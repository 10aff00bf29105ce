use tracing::info;

use crate::command::verify_site;
use crate::controller::SiteController;
use crate::error::CoreError;

/// Ask the server to rebuild the pre-rendered pages of a site. Does not
/// wait for the job; returns its id when the server hands one back.
pub(crate) async fn refresh_prerender_cache(
    ctl: &SiteController,
    name: &str,
) -> Result<Option<String>, CoreError> {
    let reporter = ctl.reporter();
    let rest = ctl.connection().rest_client()?;
    let site = verify_site(&rest, name, &[], reporter).await?;

    let submission = rest.refresh_prerender_cache(&site.id).await?;
    match &submission.job_id {
        Some(job_id) => reporter.step(&format!("pre-render cache refresh started (job {job_id})")),
        None => reporter.step("pre-render cache refresh started"),
    }
    info!(site = name, job_id = ?submission.job_id, "pre-render refresh requested");
    Ok(submission.job_id)
}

* * * * *

• **Work to be completed**:
Copy each line of the data that contains the word "step", leaving the other lines out.

• **Task answer**:
        Some(job_id) => reporter.step(&format!("pre-render cache refresh started (job {job_id})")),
        None => reporter.step("pre-render cache refresh started"),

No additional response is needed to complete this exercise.